Her body language as she turned was more primal, more physically deliberate. “Do you have plans tonight?”
Dahl shrugged, “Maybe.” He finished putting up his equipment and grabbed a towel from the bin, rubbing the sweat out of his short blond hair. “What did you have in mind?”
“Motorcycle or Mustang?” She owned the bike. He owned the car. They were going out.
“You drive.”
Olive’s grin widened, contrasting bright teeth against impetuously plum lips. She grabbed her keys from the pegboard and strode towards the lot.
Assuming things about a social outing with an intensely impulsive divorcee was a fool’s game. Time for a shower, clean clothing, and a helmet was not included. Dahl held her waist as they sped along the highway, out of the city, towards the mountains. She smelled like sweat and felt like part of the machine, allotting only an easy, non-concentration to propel them forward at 110 mph. Freezing wind whipped by as Dahl held her, warm and solid. It was like flying. Off the highway she easily doubled the limit on twisting country roads in the foothills. Thank God they were paved.
They pulled into a small lot near a trailhead. She kicked her leg over the parked bike, turned, and kissed him. No discussion, no nerves, and no preamble; unless the hour of clinging to her in transit counted. It was right. Everything was harmonizing, and their song might be in time with the minute waltz, but the moment was now and they both knew it.

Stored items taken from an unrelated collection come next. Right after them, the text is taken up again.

// SPDX-License-Identifier: AGPL-3.0-only
// Copyright (C) 2026 Alex Sizykh

use anyhow::anyhow;
use russh::client::Config;
use russh::keys::known_hosts::{learn_known_hosts, learn_known_hosts_path};
use std::fmt;
use std::net::SocketAddr;
use std::path::{Path, PathBuf};
use std::sync::Arc;
use std::time::Duration;
use tokio::sync::Mutex;

use crate::app::types::SshConfig;

mod auth;
mod exec;
mod sftp;

/// russh client handler that checks the server key against known_hosts.
#[derive(Clone, Debug)]
struct ClientHandler {
    host: String,
    addr: SocketAddr,
    known_hosts_path: Option<PathBuf>,
}

impl ClientHandler {
    fn new(host: String, addr: SocketAddr, known_hosts_path: Option<PathBuf>) -> Self {
        Self {
            host,
            addr,
            known_hosts_path,
        }
    }
}

impl russh::client::Handler for ClientHandler {
    type Error = anyhow::Error;
    async fn check_server_key(
        &mut self,
        server_public_key: &russh::keys::ssh_key::PublicKey,
    ) -> std::result::Result<bool, Self::Error> {
        verify_server_key(
            &self.host,
            self.addr,
            server_public_key,
            self.known_hosts_path.as_deref(),
        )
    }
}

/// Parameters for establishing the SSH connection.
#[derive(Clone, PartialEq, Eq)]
pub struct SshParams {
    /// Hostname or IP, also used for the known_hosts lookup.
    pub host: String,
    pub port: u16,
    pub username: String,
    pub identity_path: Option<String>,
    /// Used for password auth and to answer keyboard-interactive prompts.
    pub password: Option<String>,
    pub known_hosts_path: Option<PathBuf>,
    pub keepalive_secs: u64,
}

impl fmt::Debug for SshParams {
    fn fmt(&self, f: &mut fmt::Formatter<'_>) -> fmt::Result {
        f.debug_struct("SshParams")
            .field("host", &self.host)
            .field("port", &self.port)
            .field("username", &self.username)
            .field("identity_path", &self.identity_path)
            .field("password", &self.password.as_ref().map(|_| "<redacted>"))
            .field("known_hosts_path", &self.known_hosts_path)
            .field("keepalive_secs", &self.keepalive_secs)
            .finish()
    }
}

impl From<&SshConfig> for SshParams {
    fn from(config: &SshConfig) -> Self {
        Self {
            host: config.host.clone(),
            port: config.port,
            username: config.username.clone(),
            identity_path: config.identity_path.clone(),
            password: config.password.clone(),
            known_hosts_path: config.known_hosts_path.clone(),
            keepalive_secs: config.keepalive_secs,
        }
    }
}

fn check_known_hosts_for(
    host: &str,
    port: u16,
    key: &russh::keys::ssh_key::PublicKey,
    known_hosts_path: Option<&Path>,
) -> std::result::Result<bool, russh::keys::Error> {
    match known_hosts_path {
        Some(path) => russh::keys::check_known_hosts_path(host, port, key, path),
        None => russh::keys::check_known_hosts(host, port, key),
    }
}

fn learn_known_hosts_for(
    host: &str,
    port: u16,
    key: &russh::keys::ssh_key::PublicKey,
    known_hosts_path: Option<&Path>,
) -> std::result::Result<(), russh::keys::Error> {
    match known_hosts_path {
        Some(path) => learn_known_hosts_path(host, port, key, path),
        None => learn_known_hosts(host, port, key),
    }
}

/// Accept a key listed under the host name or its address; learn unknown
/// keys. A mismatching key is an error.
fn verify_server_key(
    host: &str,
    addr: SocketAddr,
    key: &russh::keys::ssh_key::PublicKey,
    known_hosts_path: Option<&Path>,
) -> std::result::Result<bool, anyhow::Error> {
    let port = addr.port();
    let ip_host = addr.ip().to_string();
    let mut candidates = vec![host.to_string()];
    if ip_host != host {
        candidates.push(ip_host);
    }
    for candidate in &candidates {
        match check_known_hosts_for(candidate, port, key, known_hosts_path) {
            Ok(true) => return Ok(true),
            Ok(false) => {}
            Err(err) => {
                tracing::warn!(host, port, "server key validation failed: {err}");
                return Err(anyhow!(
                    "server key validation failed for {host}:{port}: {err}"
                ));
            }
        }
    }

    tracing::info!(
        host,
        port,
        tried = %candidates.join(", "),
        "server key not present in known_hosts; learning"
    );
    learn_known_hosts_for(host, port, key, known_hosts_path).map_err(|err| {
        tracing::warn!(host, port, "failed to learn server key: {err}");
        anyhow!("failed to learn server key for {host}:{port}: {err}")
    })?;
    Ok(true)
}

/// A missing or closed handle has to be (re)established before use.
fn needs_connect(handle: Option<&russh::client::Handle<ClientHandler>>) -> bool {
    handle.is_none_or(|h| h.is_closed())
}

/// Owns the single SSH connection used for a run.
pub struct SessionManager {
    params: SshParams,
    config: Arc<Config>,
    // commands and transfers are serialized on this handle
    handle: Arc<Mutex<Option<russh::client::Handle<ClientHandler>>>>,
    keepalive_task_handle: Arc<Mutex<Option<tokio::task::JoinHandle<()>>>>,
}

impl SessionManager {
    pub fn new(params: SshParams) -> Self {
        let keepalive = (params.keepalive_secs > 0).then(|| Duration::from_secs(params.keepalive_secs));
        let cfg = Config {
            // jobs can stay pending for a long time between status queries
            inactivity_timeout: None,
            keepalive_interval: keepalive,
            channel_buffer_size: 64,
            window_size: 1024 * 1024,
            ..Default::default()
        };
        Self {
            params,
            config: Arc::new(cfg),
            handle: Arc::new(Mutex::new(None)),
            keepalive_task_handle: Arc::new(Mutex::new(None)),
        }
    }

    pub fn params(&self) -> &SshParams {
        &self.params
    }

    pub async fn shutdown(&self) {
        if let Some(task) = self.keepalive_task_handle.lock().await.take() {
            task.abort();
        }
        let mut handle_field = self.handle.lock().await;
        if let Some(handle) = handle_field.take() {
            if !handle.is_closed() {
                if let Err(err) = handle
                    .disconnect(russh::Disconnect::ByApplication, "", "en")
                    .await
                {
                    tracing::debug!("error while disconnecting: {err}");
                }
            }
            tracing::info!(
                host = %self.params.host,
                user = %self.params.username,
                "ssh session closed"
            );
        }
    }
}

#[cfg(test)]
mod tests {
    use super::*;

    fn params() -> SshParams {
        SshParams {
            host: "hpc.example.edu".into(),
            port: 22,
            username: "stu658".into(),
            identity_path: None,
            password: Some("hunter2".into()),
            known_hosts_path: None,
            keepalive_secs: 60,
        }
    }

    #[test]
    fn debug_output_redacts_password() {
        let rendered = format!("{:?}", params());
        assert!(rendered.contains("<redacted>"));
        assert!(!rendered.contains("hunter2"));
    }

    #[test]
    fn params_from_config_copy_every_field() {
        let config = SshConfig {
            host: "login".into(),
            port: 2222,
            username: "u".into(),
            identity_path: Some("/home/u/.ssh/id_ed25519".into()),
            password: None,
            known_hosts_path: Some(PathBuf::from("/tmp/known_hosts")),
            keepalive_secs: 15,
        };
        let params = SshParams::from(&config);
        assert_eq!(params.port, 2222);
        assert_eq!(params.identity_path.as_deref(), Some("/home/u/.ssh/id_ed25519"));
        assert_eq!(params.known_hosts_path, Some(PathBuf::from("/tmp/known_hosts")));
        assert_eq!(params.keepalive_secs, 15);
    }

    #[tokio::test]
    async fn new_manager_needs_connect_and_shuts_down_cleanly() {
        let manager = SessionManager::new(params());
        assert!(needs_connect(manager.handle.lock().await.as_ref()));
        manager.shutdown().await;
        assert!(needs_connect(manager.handle.lock().await.as_ref()));
    }

    #[test]
    fn zero_keepalive_disables_keepalive() {
        let mut params = params();
        params.keepalive_secs = 0;
        let manager = SessionManager::new(params);
        assert!(manager.config.keepalive_interval.is_none());
    }
}
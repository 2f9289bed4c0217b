// SPDX-License-Identifier: AGPL-3.0-only
// Copyright (C) 2026 Alex Sizykh

//! In-memory port implementations shared by the service and use case tests.

use std::collections::{HashMap, VecDeque};
use std::path::{Path, PathBuf};
use std::sync::Mutex;
use std::time::Duration;

use async_trait::async_trait;
use tokio::sync::Notify;

use crate::app::errors::{AppError, AppErrorKind, AppResult, codes};
use crate::app::ports::{ClockPort, ExecCapture, FileTransferPort, RemoteExecPort, ReportPort};
use crate::app::services::PhaseContext;
use crate::app::types::CancelSignal;

pub fn ok(stdout: &str) -> AppResult<ExecCapture> {
    Ok(ExecCapture {
        stdout: stdout.as_bytes().to_vec(),
        stderr: Vec::new(),
        exit_code: 0,
    })
}

pub fn exit(code: i32, stderr: &str) -> AppResult<ExecCapture> {
    Ok(ExecCapture {
        stdout: Vec::new(),
        stderr: stderr.as_bytes().to_vec(),
        exit_code: code,
    })
}

pub fn transport(message: &str) -> AppError {
    AppError::with_message(AppErrorKind::Connection, codes::CONNECTION_FAILURE, message)
}

pub fn rejected() -> AppError {
    AppError::with_message(
        AppErrorKind::Authentication,
        codes::AUTHENTICATION_FAILURE,
        "server rejected the provided credentials",
    )
}

pub fn missing(path: &str) -> AppError {
    AppError::with_message(
        AppErrorKind::NotFound,
        codes::NOT_FOUND,
        format!("remote path missing: {path}"),
    )
}

/// `squeue -h` style line for `job_id` in state `state`.
pub fn squeue_line(job_id: u64, state: &str) -> String {
    format!("  {job_id}       gpu cuda.slu   stu658 {state}       0:12      1 gpu03\n")
}

/// Clock, report and cancel signal for driving a single phase.
pub struct Harness {
    pub clock: RecordingClock,
    pub report: CollectingReport,
    pub cancel: CancelSignal,
}

impl Harness {
    pub fn new() -> Self {
        Self {
            clock: RecordingClock::default(),
            report: CollectingReport::default(),
            cancel: CancelSignal::never(),
        }
    }

    pub fn ctx(&self) -> PhaseContext<'_> {
        PhaseContext {
            clock: &self.clock,
            report: &self.report,
            cancel: &self.cancel,
        }
    }
}

#[derive(Default)]
pub struct RecordingClock {
    sleeps: Mutex<Vec<Duration>>,
}

impl RecordingClock {
    pub fn sleeps(&self) -> Vec<Duration> {
        self.sleeps.lock().expect("sleeps lock").clone()
    }
}

#[async_trait]
impl ClockPort for RecordingClock {
    async fn sleep(&self, duration: Duration) {
        self.sleeps.lock().expect("sleeps lock").push(duration);
    }
}

/// Clock whose non-zero sleeps never finish; only cancellation ends them.
#[derive(Default)]
pub struct StalledClock {
    sleeps: Mutex<Vec<Duration>>,
    stalled: Notify,
}

impl StalledClock {
    pub fn sleeps(&self) -> Vec<Duration> {
        self.sleeps.lock().expect("sleeps lock").clone()
    }

    /// Resolves once some caller is blocked in `sleep`.
    pub async fn wait_until_stalled(&self) {
        self.stalled.notified().await;
    }
}

#[async_trait]
impl ClockPort for StalledClock {
    async fn sleep(&self, duration: Duration) {
        self.sleeps.lock().expect("sleeps lock").push(duration);
        if duration.is_zero() {
            return;
        }
        self.stalled.notify_one();
        std::future::pending::<()>().await;
    }
}

#[derive(Default)]
pub struct CollectingReport {
    lines: Mutex<Vec<String>>,
}

impl CollectingReport {
    pub fn lines(&self) -> Vec<String> {
        self.lines.lock().expect("lines lock").clone()
    }

    pub fn contains(&self, needle: &str) -> bool {
        self.lines().iter().any(|line| line.contains(needle))
    }
}

impl ReportPort for CollectingReport {
    fn line(&self, text: &str) {
        self.lines.lock().expect("lines lock").push(text.to_string());
    }
}

/// Remote session double driven by scripted responses.
///
/// Commands are answered in order from `exec_script`; an unexpected command
/// panics. Uploads and downloads consume their failure scripts first, then
/// succeed (downloads copy from `remote_files` or report the path missing).
#[derive(Default)]
pub struct ScriptedRemote {
    exec_script: Mutex<VecDeque<AppResult<ExecCapture>>>,
    commands: Mutex<Vec<String>>,
    upload_failures: Mutex<VecDeque<AppError>>,
    uploads: Mutex<Vec<(PathBuf, String)>>,
    download_failures: Mutex<VecDeque<AppError>>,
    downloads: Mutex<Vec<String>>,
    remote_files: Mutex<HashMap<String, Vec<u8>>>,
    close_calls: Mutex<usize>,
}

impl ScriptedRemote {
    pub fn new() -> Self {
        Self::default()
    }

    pub fn with_exec(self, responses: Vec<AppResult<ExecCapture>>) -> Self {
        self.exec_script.lock().expect("exec lock").extend(responses);
        self
    }

    pub fn with_upload_failures(self, failures: Vec<AppError>) -> Self {
        self.upload_failures
            .lock()
            .expect("upload lock")
            .extend(failures);
        self
    }

    pub fn with_download_failures(self, failures: Vec<AppError>) -> Self {
        self.download_failures
            .lock()
            .expect("download lock")
            .extend(failures);
        self
    }

    pub fn with_remote_file(self, path: &str, contents: &str) -> Self {
        self.remote_files
            .lock()
            .expect("files lock")
            .insert(path.to_string(), contents.as_bytes().to_vec());
        self
    }

    pub fn commands(&self) -> Vec<String> {
        self.commands.lock().expect("commands lock").clone()
    }

    pub fn uploads(&self) -> Vec<(PathBuf, String)> {
        self.uploads.lock().expect("uploads lock").clone()
    }

    pub fn downloads(&self) -> Vec<String> {
        self.downloads.lock().expect("downloads lock").clone()
    }

    pub fn close_calls(&self) -> usize {
        *self.close_calls.lock().expect("close lock")
    }
}

#[async_trait]
impl RemoteExecPort for ScriptedRemote {
    async fn exec_capture(&self, command: &str) -> AppResult<ExecCapture> {
        self.commands
            .lock()
            .expect("commands lock")
            .push(command.to_string());
        let Some(response) = self.exec_script.lock().expect("exec lock").pop_front() else {
            panic!("unexpected command: {command}");
        };
        response
    }

    async fn close(&self) {
        *self.close_calls.lock().expect("close lock") += 1;
    }
}

#[async_trait]
impl FileTransferPort for ScriptedRemote {
    async fn upload_file(&self, local_path: &Path, remote_dir: &str) -> AppResult<()> {
        self.uploads
            .lock()
            .expect("uploads lock")
            .push((local_path.to_path_buf(), remote_dir.to_string()));
        match self.upload_failures.lock().expect("upload lock").pop_front() {
            Some(err) => Err(err),
            None => Ok(()),
        }
    }

    async fn download_file(&self, remote_path: &str, local_path: &Path) -> AppResult<()> {
        self.downloads
            .lock()
            .expect("downloads lock")
            .push(remote_path.to_string());
        if let Some(err) = self.download_failures.lock().expect("download lock").pop_front() {
            return Err(err);
        }
        let contents = self
            .remote_files
            .lock()
            .expect("files lock")
            .get(remote_path)
            .cloned();
        let Some(contents) = contents else {
            return Err(missing(remote_path));
        };
        if let Some(parent) = local_path.parent() {
            std::fs::create_dir_all(parent).expect("create local dir");
        }
        std::fs::write(local_path, contents).expect("write local copy");
        Ok(())
    }
}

Olive pressed against him with the same ferocity he’d felt on the practice field—this moment infinitely preferable to getting beaten with a blunted sword. It was their first kiss, and it lasted longer than every other kiss in his life combined, stealing the breath from his lungs and pushing the blood through his veins. She pulled away, jogging up the trail: breathless and inviting pursuit, an ineffable hook in his heart. This was life, all five-feet, six-inches of it in Doc Martens and wide, dark eyes. Dahl couldn’t recover the lost breath. It belonged to her now, rightfully stolen. He was after her in an instant.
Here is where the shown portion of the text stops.